● **Try it**: What is needed here is an exact copy of all the records below.

[Saved entries]
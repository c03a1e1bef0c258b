//! Caching layer for transit API responses.
//!
//! Route patterns are static per organization and service, and a pattern
//! listing is the largest response the engine fetches, so listings are
//! cached. Plans and timetables depend on the current time and are always
//! fetched fresh.

use std::sync::Arc;
use std::time::Duration;

use chrono::{DateTime, Utc};
use moka::future::Cache as MokaCache;
use tracing::debug;

use crate::client::{ClientError, TransitClient};
use crate::domain::{Coordinate, Itinerary, RoutePattern, Station, TimeWindow, Trip};
use crate::source::{NearbyStationSource, RoutePatternSource, RouteTimetableSource, TripPlanner};

/// Cache key for pattern listings: (organization, service).
type PatternKey = (String, String);

/// Cached pattern listing.
type PatternEntry = Arc<Vec<RoutePattern>>;

/// Configuration for the cache.
#[derive(Debug, Clone)]
pub struct CacheConfig {
    /// TTL for cached entries.
    pub ttl: Duration,

    /// Maximum number of cached entries.
    pub max_capacity: u64,
}

impl Default for CacheConfig {
    fn default() -> Self {
        Self {
            ttl: Duration::from_secs(60 * 60),
            max_capacity: 200,
        }
    }
}

/// Transit client with pattern caching.
///
/// Implements every collaborator trait, delegating to the wrapped client.
pub struct CachedTransitClient {
    client: TransitClient,
    patterns: MokaCache<PatternKey, PatternEntry>,
}

impl CachedTransitClient {
    /// Create a new cached client.
    pub fn new(client: TransitClient, cache_config: &CacheConfig) -> Self {
        let patterns = MokaCache::builder()
            .time_to_live(cache_config.ttl)
            .max_capacity(cache_config.max_capacity)
            .build();

        Self { client, patterns }
    }

    /// Get pattern listings, using cache if available.
    pub async fn get_patterns(
        &self,
        organization_id: &str,
        service_id: &str,
    ) -> Result<PatternEntry, ClientError> {
        let key = (organization_id.to_string(), service_id.to_string());

        if let Some(cached) = self.patterns.get(&key).await {
            return Ok(cached);
        }

        let patterns = self.client.get_patterns(organization_id, service_id).await?;
        debug!(
            organization = organization_id,
            service = service_id,
            patterns = patterns.len(),
            "Caching pattern listing"
        );

        let entry = Arc::new(patterns);
        self.patterns.insert(key, entry.clone()).await;

        Ok(entry)
    }

    /// Invalidate all cached entries.
    pub fn invalidate_cache(&self) {
        self.patterns.invalidate_all();
    }
}

impl TripPlanner for CachedTransitClient {
    async fn plan(
        &self,
        origin: Coordinate,
        destination: Coordinate,
        depart_after: DateTime<Utc>,
    ) -> Result<Vec<Itinerary>, ClientError> {
        self.client.plan_trip(origin, destination, depart_after).await
    }
}

impl RoutePatternSource for CachedTransitClient {
    async fn list_patterns(
        &self,
        organization_id: &str,
        service_id: &str,
    ) -> Result<Vec<RoutePattern>, ClientError> {
        let entry = self.get_patterns(organization_id, service_id).await?;
        Ok(entry.as_ref().clone())
    }
}

impl RouteTimetableSource for CachedTransitClient {
    async fn get_timetable(
        &self,
        organization_id: &str,
        service_id: &str,
        route_id: &str,
        window: TimeWindow,
    ) -> Result<Vec<Trip>, ClientError> {
        self.client
            .get_route_timetable(organization_id, service_id, route_id, window)
            .await
    }
}

impl NearbyStationSource for CachedTransitClient {
    async fn nearby(&self, origin: Coordinate, radius: f64) -> Result<Vec<Station>, ClientError> {
        self.client.get_nearby_stations(origin, radius).await
    }
}

#[cfg(test)]
mod tests {
    use std::sync::atomic::{AtomicUsize, Ordering};

    use axum::{Json, Router, extract::State, http::StatusCode, routing::get};

    use super::*;
    use crate::client::ClientConfig;

    /// Serve a one-pattern listing, counting hits; `fail` answers 503.
    async fn fake_provider(fail: bool) -> (String, Arc<AtomicUsize>) {
        let hits = Arc::new(AtomicUsize::new(0));
        let app = Router::new()
            .route(
                "/organizations/:org/services/:svc/patterns",
                get(move |State(hits): State<Arc<AtomicUsize>>| async move {
                    hits.fetch_add(1, Ordering::SeqCst);
                    if fail {
                        return Err(StatusCode::SERVICE_UNAVAILABLE);
                    }
                    Ok(Json(serde_json::json!([{
                        "id": "p1",
                        "routeId": "747",
                        "routeShortName": "747",
                        "stops": [{ "id": "s1", "name": "Berri", "lat": 45.51, "lon": -73.56 }],
                        "geometry": [[45.51, -73.56]],
                    }])))
                }),
            )
            .with_state(hits.clone());

        let listener = tokio::net::TcpListener::bind("127.0.0.1:0").await.unwrap();
        let addr = listener.local_addr().unwrap();
        tokio::spawn(async move {
            axum::serve(listener, app).await.unwrap();
        });
        (format!("http://{addr}"), hits)
    }

    fn cached(base_url: &str) -> CachedTransitClient {
        let client = TransitClient::new(ClientConfig::new(base_url, "test-key")).unwrap();
        CachedTransitClient::new(client, &CacheConfig::default())
    }

    #[test]
    fn default_config() {
        let config = CacheConfig::default();
        assert_eq!(config.ttl, Duration::from_secs(3600));
        assert_eq!(config.max_capacity, 200);
    }

    #[tokio::test]
    async fn patterns_fetched_once_per_service() {
        let (base_url, hits) = fake_provider(false).await;
        let client = cached(&base_url);

        let first = client.list_patterns("stm", "bus").await.unwrap();
        let second = client.list_patterns("stm", "bus").await.unwrap();

        assert_eq!(first, second);
        assert_eq!(first[0].route_id, "747");
        assert_eq!(hits.load(Ordering::SeqCst), 1);

        client.list_patterns("stm", "metro").await.unwrap();
        assert_eq!(hits.load(Ordering::SeqCst), 2);
    }

    #[tokio::test]
    async fn invalidate_forces_refetch() {
        let (base_url, hits) = fake_provider(false).await;
        let client = cached(&base_url);

        client.list_patterns("stm", "bus").await.unwrap();
        client.invalidate_cache();
        client.list_patterns("stm", "bus").await.unwrap();

        assert_eq!(hits.load(Ordering::SeqCst), 2);
    }

    #[tokio::test]
    async fn failures_are_not_cached() {
        let (base_url, hits) = fake_provider(true).await;
        let client = cached(&base_url);

        for _ in 0..2 {
            let err = client.list_patterns("stm", "bus").await.unwrap_err();
            assert!(matches!(err, ClientError::Api { status: 503, .. }));
        }
        assert_eq!(hits.load(Ordering::SeqCst), 2);
    }
}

● **Solution for this exercise**:
repository c03a1e1bef0c258b
//! Caching layer for transit API responses.
//!
//! Route patterns are static per organization and service, and a pattern
//! listing is the largest response the engine fetches, so listings are
//! cached. Plans and timetables depend on the current time and are always
//! fetched fresh.

use std::sync::Arc;
use std::time::Duration;

use chrono::{DateTime, Utc};
use moka::future::Cache as MokaCache;
use tracing::debug;

use crate::client::{ClientError, TransitClient};
use crate::domain::{Coordinate, Itinerary, RoutePattern, Station, TimeWindow, Trip};
use crate::source::{NearbyStationSource, RoutePatternSource, RouteTimetableSource, TripPlanner};

/// Cache key for pattern listings: (organization, service).
type PatternKey = (String, String);

/// Cached pattern listing.
type PatternEntry = Arc<Vec<RoutePattern>>;

/// Configuration for the cache.
#[derive(Debug, Clone)]
pub struct CacheConfig {
    /// TTL for cached entries.
    pub ttl: Duration,

    /// Maximum number of cached entries.
    pub max_capacity: u64,
}

impl Default for CacheConfig {
    fn default() -> Self {
        Self {
            ttl: Duration::from_secs(60 * 60),
            max_capacity: 200,
        }
    }
}

/// Transit client with pattern caching.
///
/// Implements every collaborator trait, delegating to the wrapped client.
pub struct CachedTransitClient {
    client: TransitClient,
    patterns: MokaCache<PatternKey, PatternEntry>,
}

impl CachedTransitClient {
    /// Create a new cached client.
    pub fn new(client: TransitClient, cache_config: &CacheConfig) -> Self {
        let patterns = MokaCache::builder()
            .time_to_live(cache_config.ttl)
            .max_capacity(cache_config.max_capacity)
            .build();

        Self { client, patterns }
    }

    /// Get pattern listings, using cache if available.
    pub async fn get_patterns(
        &self,
        organization_id: &str,
        service_id: &str,
    ) -> Result<PatternEntry, ClientError> {
        let key = (organization_id.to_string(), service_id.to_string());

        if let Some(cached) = self.patterns.get(&key).await {
            return Ok(cached);
        }

        let patterns = self.client.get_patterns(organization_id, service_id).await?;
        debug!(
            organization = organization_id,
            service = service_id,
            patterns = patterns.len(),
            "Caching pattern listing"
        );

        let entry = Arc::new(patterns);
        self.patterns.insert(key, entry.clone()).await;

        Ok(entry)
    }

    /// Invalidate all cached entries.
    pub fn invalidate_cache(&self) {
        self.patterns.invalidate_all();
    }
}

impl TripPlanner for CachedTransitClient {
    async fn plan(
        &self,
        origin: Coordinate,
        destination: Coordinate,
        depart_after: DateTime<Utc>,
    ) -> Result<Vec<Itinerary>, ClientError> {
        self.client.plan_trip(origin, destination, depart_after).await
    }
}

impl RoutePatternSource for CachedTransitClient {
    async fn list_patterns(
        &self,
        organization_id: &str,
        service_id: &str,
    ) -> Result<Vec<RoutePattern>, ClientError> {
        let entry = self.get_patterns(organization_id, service_id).await?;
        Ok(entry.as_ref().clone())
    }
}

impl RouteTimetableSource for CachedTransitClient {
    async fn get_timetable(
        &self,
        organization_id: &str,
        service_id: &str,
        route_id: &str,
        window: TimeWindow,
    ) -> Result<Vec<Trip>, ClientError> {
        self.client
            .get_route_timetable(organization_id, service_id, route_id, window)
            .await
    }
}

impl NearbyStationSource for CachedTransitClient {
    async fn nearby(&self, origin: Coordinate, radius: f64) -> Result<Vec<Station>, ClientError> {
        self.client.get_nearby_stations(origin, radius).await
    }
}

#[cfg(test)]
mod tests {
    use std::sync::atomic::{AtomicUsize, Ordering};

    use axum::{Json, Router, extract::State, http::StatusCode, routing::get};

    use super::*;
    use crate::client::ClientConfig;

    /// Serve a one-pattern listing, counting hits; `fail` answers 503.
    async fn fake_provider(fail: bool) -> (String, Arc<AtomicUsize>) {
        let hits = Arc::new(AtomicUsize::new(0));
        let app = Router::new()
            .route(
                "/organizations/:org/services/:svc/patterns",
                get(move |State(hits): State<Arc<AtomicUsize>>| async move {
                    hits.fetch_add(1, Ordering::SeqCst);
                    if fail {
                        return Err(StatusCode::SERVICE_UNAVAILABLE);
                    }
                    Ok(Json(serde_json::json!([{
                        "id": "p1",
                        "routeId": "747",
                        "routeShortName": "747",
                        "stops": [{ "id": "s1", "name": "Berri", "lat": 45.51, "lon": -73.56 }],
                        "geometry": [[45.51, -73.56]],
                    }])))
                }),
            )
            .with_state(hits.clone());

        let listener = tokio::net::TcpListener::bind("127.0.0.1:0").await.unwrap();
        let addr = listener.local_addr().unwrap();
        tokio::spawn(async move {
            axum::serve(listener, app).await.unwrap();
        });
        (format!("http://{addr}"), hits)
    }

    fn cached(base_url: &str) -> CachedTransitClient {
        let client = TransitClient::new(ClientConfig::new(base_url, "test-key")).unwrap();
        CachedTransitClient::new(client, &CacheConfig::default())
    }

    #[test]
    fn default_config() {
        let config = CacheConfig::default();
        assert_eq!(config.ttl, Duration::from_secs(3600));
        assert_eq!(config.max_capacity, 200);
    }

    #[tokio::test]
    async fn patterns_fetched_once_per_service() {
        let (base_url, hits) = fake_provider(false).await;
        let client = cached(&base_url);

        let first = client.list_patterns("stm", "bus").await.unwrap();
        let second = client.list_patterns("stm", "bus").await.unwrap();

        assert_eq!(first, second);
        assert_eq!(first[0].route_id, "747");
        assert_eq!(hits.load(Ordering::SeqCst), 1);

        client.list_patterns("stm", "metro").await.unwrap();
        assert_eq!(hits.load(Ordering::SeqCst), 2);
    }

    #[tokio::test]
    async fn invalidate_forces_refetch() {
        let (base_url, hits) = fake_provider(false).await;
        let client = cached(&base_url);

        client.list_patterns("stm", "bus").await.unwrap();
        client.invalidate_cache();
        client.list_patterns("stm", "bus").await.unwrap();

        assert_eq!(hits.load(Ordering::SeqCst), 2);
    }

    #[tokio::test]
    async fn failures_are_not_cached() {
        let (base_url, hits) = fake_provider(true).await;
        let client = cached(&base_url);

        for _ in 0..2 {
            let err = client.list_patterns("stm", "bus").await.unwrap_err();
            assert!(matches!(err, ClientError::Api { status: 503, .. }));
        }
        assert_eq!(hits.load(Ordering::SeqCst), 2);
    }
}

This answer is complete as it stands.